Can you name the only President to weigh under 100 pounds? James Madison, the fourth president of the United States, stood five feet four inches and weighed ninety-eight pounds.

Name 5 presidents whose last names had 4 letters in it? Bush, Bush, Ford, Taft, and my favorite, Polk.

How many U.S. state capitals are named after presidents? (Four. Jackson, Mississippi; Jefferson City, Missouri; Lincoln, Nebraska; and Madison, Wisconsin)

Which president installed a toilet seat in the White House bearing his college emblem, the University Of Michigan? A :Gerald Ford 

John F. Kennedy liked coleslaw. Lyndon Johnson ate chile. But who was it that like cottage cheese and catsup? A: Richard Nixon 

Which president sired the most offspring? Fifteen children by two wives? A: James Tyler

Who was the first president to throw out a baseball to offically open the baseball season? A: William Taft ***.

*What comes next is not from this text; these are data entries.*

//! Video metadata structures

use serde::{Deserialize, Serialize};
use std::collections::BTreeMap;
use std::str::FromStr;

/// Resolved video page
#[derive(Debug, Clone, Serialize, Deserialize)]
pub struct VideoMetadata {
    /// Numeric video ID from the player configuration
    pub id: String,
    /// Slug from the canonical URL
    pub display_id: Option<String>,
    /// Video title
    pub title: String,
    /// Thumbnail URL
    pub thumbnail: Option<String>,
    /// Uploader name
    pub uploader: Option<String>,
    /// Uploader member ID
    pub uploader_id: Option<String>,
    /// Site content is adult-only
    pub age_restricted: bool,
    /// Page the formats were resolved from; sent as `Referer`
    pub webpage_url: String,
    /// Playable formats, best first
    pub formats: Vec<FormatCandidate>,
}

impl VideoMetadata {
    /// Create metadata with no formats
    pub fn new(id: String, title: String, webpage_url: String) -> Self {
        Self {
            id,
            display_id: None,
            title,
            thumbnail: None,
            uploader: None,
            uploader_id: None,
            age_restricted: true,
            webpage_url,
            formats: Vec::new(),
        }
    }

    /// Minimum viewer age implied by `age_restricted`
    pub fn age_limit(&self) -> u8 {
        if self.age_restricted {
            18
        } else {
            0
        }
    }

    /// Best format (formats are kept sorted)
    pub fn best_format(&self) -> Option<&FormatCandidate> {
        self.formats.first()
    }

    /// Format by its ID
    pub fn format_by_id(&self, format_id: &str) -> Option<&FormatCandidate> {
        self.formats.iter().find(|f| f.format_id == format_id)
    }
}

/// Videos linked from a member or playlist page
#[derive(Debug, Clone, Default, Serialize, Deserialize)]
pub struct Listing {
    /// Member or playlist ID
    pub id: String,
    /// Listing title
    pub title: Option<String>,
    /// Video page URLs in page order
    pub entries: Vec<String>,
}

/// One playable rendition from the player configuration
#[derive(Debug, Clone, PartialEq, Serialize, Deserialize)]
pub struct FormatCandidate {
    /// Quality label (e.g. "720p") or the configuration key
    pub format_id: String,
    /// Configuration key the URL came from
    pub key: String,
    /// Playable URL
    pub url: String,
    /// URL as found in the configuration
    pub raw_url: String,
    /// Container extension
    pub ext: String,
    /// Video width
    pub width: Option<u32>,
    /// Video height
    pub height: Option<u32>,
    /// Fallback rank when no resolution is known
    pub quality: Option<i32>,
    /// Position in the configuration
    pub order: usize,
    /// Headers the CDN expects
    pub http_headers: BTreeMap<String, String>,
}

impl FormatCandidate {
    /// Check if a resolution was inferred
    pub fn has_resolution(&self) -> bool {
        self.height.is_some()
    }

    /// `Referer` header value
    pub fn referer(&self) -> Option<&str> {
        self.http_headers.get("Referer").map(String::as_str)
    }

    /// Get human-readable resolution string
    pub fn resolution_string(&self) -> String {
        match (self.width, self.height) {
            (Some(width), Some(height)) => format!("{}x{}", width, height),
            (None, Some(height)) => format!("{}p", height),
            _ => "unknown".to_string(),
        }
    }
}

/// Format selector for choosing a download
#[derive(Debug, Clone)]
pub struct FormatSelector {
    /// Quality selector
    pub quality: QualitySelector,
    /// Maximum height constraint
    pub height_limit: Option<u32>,
    /// Minimum height constraint
    pub height_min: Option<u32>,
}

impl FormatSelector {
    /// Create a new format selector
    pub fn new(quality: QualitySelector) -> Self {
        Self {
            quality,
            height_limit: None,
            height_min: None,
        }
    }

    /// Set height limit
    pub fn with_height_limit(mut self, height: u32) -> Self {
        self.height_limit = Some(height);
        self
    }

    /// Set minimum height
    pub fn with_height_min(mut self, height: u32) -> Self {
        self.height_min = Some(height);
        self
    }
}

impl Default for FormatSelector {
    fn default() -> Self {
        Self::new(QualitySelector::Best)
    }
}

/// Quality selection criteria
#[derive(Debug, Clone, PartialEq)]
pub enum QualitySelector {
    /// Best quality available
    Best,
    /// Worst quality available
    Worst,
    /// Specific format ID
    Id(String),
    /// Specific height
    Height(u32),
    /// Height less than or equal to
    HeightLessOrEqual(u32),
    /// Height greater than or equal to
    HeightGreaterOrEqual(u32),
}

impl FromStr for QualitySelector {
    type Err = String;

    fn from_str(s: &str) -> Result<Self, Self::Err> {
        let s = s.trim();
        let lower = s.to_lowercase();

        let parse_height = |value: &str| {
            value
                .parse::<u32>()
                .map_err(|_| format!("Invalid height: {}", value))
        };

        match lower.as_str() {
            "" => Err("Empty format selector".to_string()),
            "best" => Ok(QualitySelector::Best),
            "worst" => Ok(QualitySelector::Worst),
            _ => {
                if let Some(height) = lower.strip_prefix("height<=") {
                    Ok(QualitySelector::HeightLessOrEqual(parse_height(height)?))
                } else if let Some(height) = lower.strip_prefix("height>=") {
                    Ok(QualitySelector::HeightGreaterOrEqual(parse_height(height)?))
                } else if let Some(height) = lower.strip_prefix("height=") {
                    Ok(QualitySelector::Height(parse_height(height)?))
                } else if let Some(id) = s.strip_prefix("id=") {
                    Ok(QualitySelector::Id(id.to_string()))
                } else {
                    // bare format IDs such as "720p" or "video_alt_url"
                    Ok(QualitySelector::Id(s.to_string()))
                }
            }
        }
    }
}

Who was the only bachelor to serve as commander in chief? A: James Buchanan

Which president had electric lights installed in the White House? A: Benjamin Harrison 

A bathtub and inside toilet were provided by which president? A: Millard Fillmore 

PRESIDENTS' DAY

The holiday scheduled to be celebrated on the third Monday in February every year, and is one of eleven permanent holidays established by Congress. On that day, federal government offices are closed.

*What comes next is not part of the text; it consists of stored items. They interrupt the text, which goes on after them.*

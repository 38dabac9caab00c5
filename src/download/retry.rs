//! Retry logic for page fetches and downloads

use crate::error::KvsError;
use std::future::Future;
use std::time::Duration;
use tracing::{debug, warn};

/// Retry configuration
#[derive(Debug, Clone)]
pub struct RetryConfig {
    /// Maximum number of retries
    pub max_retries: u32,
    /// Initial delay between retries
    pub initial_delay: Duration,
    /// Maximum delay between retries
    pub max_delay: Duration,
    /// Backoff multiplier
    pub backoff_multiplier: f64,
    /// Jitter factor (0.0 to 1.0)
    pub jitter_factor: f64,
}

impl Default for RetryConfig {
    fn default() -> Self {
        Self {
            max_retries: 3,
            initial_delay: Duration::from_millis(200),
            max_delay: Duration::from_secs(30),
            backoff_multiplier: 2.0,
            jitter_factor: 0.1,
        }
    }
}

/// Retry executor
#[derive(Debug, Clone, Default)]
pub struct RetryExecutor {
    config: RetryConfig,
}

impl RetryExecutor {
    /// Create a new retry executor
    pub fn new() -> Self {
        Self::with_config(RetryConfig::default())
    }

    /// Create a new retry executor with configuration
    pub fn with_config(config: RetryConfig) -> Self {
        Self { config }
    }

    /// Get retry configuration
    pub fn config(&self) -> &RetryConfig {
        &self.config
    }

    /// Run `func` until it succeeds, fails with a non-retryable error or retries run out
    pub async fn execute<F, Fut, T>(&self, func: F) -> Result<T, KvsError>
    where
        F: FnMut() -> Fut,
        Fut: Future<Output = Result<T, KvsError>>,
    {
        self.execute_with_error_handler(func, KvsError::is_retryable)
            .await
    }

    /// Like [`execute`](Self::execute) with a custom retryability check
    pub async fn execute_with_error_handler<F, Fut, T, E>(
        &self,
        mut func: F,
        error_handler: E,
    ) -> Result<T, KvsError>
    where
        F: FnMut() -> Fut,
        Fut: Future<Output = Result<T, KvsError>>,
        E: Fn(&KvsError) -> bool,
    {
        let mut delay = self.config.initial_delay;
        let mut attempt = 0;

        loop {
            let error = match func().await {
                Ok(result) => return Ok(result),
                Err(error) => error,
            };

            if !error_handler(&error) || attempt >= self.config.max_retries {
                return Err(error);
            }

            attempt += 1;
            let wait = delay + self.jitter(delay);
            warn!(
                "Attempt {}/{} failed: {}; retrying in {:?}",
                attempt,
                self.config.max_retries + 1,
                error,
                wait
            );
            tokio::time::sleep(wait).await;
            delay = self.next_delay(delay);
        }
    }

    fn jitter(&self, delay: Duration) -> Duration {
        if self.config.jitter_factor <= 0.0 {
            return Duration::ZERO;
        }
        let jitter_range = delay.as_millis() as f64 * self.config.jitter_factor;
        let jitter = (rand::random::<f64>() - 0.5) * 2.0 * jitter_range;
        Duration::from_millis(jitter.abs() as u64)
    }

    fn next_delay(&self, delay: Duration) -> Duration {
        let next =
            Duration::from_millis((delay.as_millis() as f64 * self.config.backoff_multiplier) as u64);
        if next > self.config.max_delay {
            debug!("Backoff capped at {:?}", self.config.max_delay);
            self.config.max_delay
        } else {
            next
        }
    }
}

/// Retry configuration builder
pub struct RetryConfigBuilder {
    config: RetryConfig,
}

impl RetryConfigBuilder {
    /// Create a new retry configuration builder
    pub fn new() -> Self {
        Self {
            config: RetryConfig::default(),
        }
    }

    /// Set maximum retries
    pub fn max_retries(mut self, max_retries: u32) -> Self {
        self.config.max_retries = max_retries;
        self
    }

    /// Set initial delay
    pub fn initial_delay(mut self, initial_delay: Duration) -> Self {
        self.config.initial_delay = initial_delay;
        self
    }

    /// Set maximum delay
    pub fn max_delay(mut self, max_delay: Duration) -> Self {
        self.config.max_delay = max_delay;
        self
    }

    /// Set backoff multiplier
    pub fn backoff_multiplier(mut self, backoff_multiplier: f64) -> Self {
        self.config.backoff_multiplier = backoff_multiplier;
        self
    }

    /// Set jitter factor
    pub fn jitter_factor(mut self, jitter_factor: f64) -> Self {
        self.config.jitter_factor = jitter_factor.clamp(0.0, 1.0);
        self
    }

    /// Build the retry configuration
    pub fn build(self) -> RetryConfig {
        self.config
    }
}

impl Default for RetryConfigBuilder {
    fn default() -> Self {
        Self::new()
    }
}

Presidents' Day is actually not the official name of this holiday; the official name is "Washington's Birthday," after the first American President, George Washington, who was born on February 22, 1732.

There have been a few attempts to official rename Washington's Birthday "Presidents' Day," in 1951 and again in 1968, but those suggestions died in committee.

The holiday was first implemented as a day honoring George Washington by an act of Congress in 1879, and in 1885 it was expanded to include all federal offices. Up until 1971, the holiday was celebrated on Washington's actual date of birth, February 22. In 1971, the observance of the holiday was shifted to the third Monday in February by the Uniform Monday Holiday Act. But, that means the federal holiday for Washington always falls between February 15th and 21st, never on his birthday.

Traditionally, many people celebrate Washington's birthday with desserts made with cherries. This relates to a story invented by Mason Locke Weems a.k.a. "Parson Weems"; that as a boy Washington confessed to his father that he chopped won a cherry tree because he "could not tell a lie." Or rather in stumbling iambic pentameter written by Weems: "If somebody must be whipped, let it be me, for it was I and not Jerry, that cut the cherry tree."

On February 22nd, 1862, 130 years after Washington's birth, the House and Senate celebrated by reading aloud his Farwell Speech to Congress. The event became a more or less regular event in the U.S. Senate beginning in 1888.

The Congress read the Farewell Address in the Middle of the American Civil War, as a way to boost morale. This address is important because it warns of political factionalism, geographical sectionalism, and interference by foreign powers in the nation's affairs. Washington stressed the importance of natural unity over sectional differences.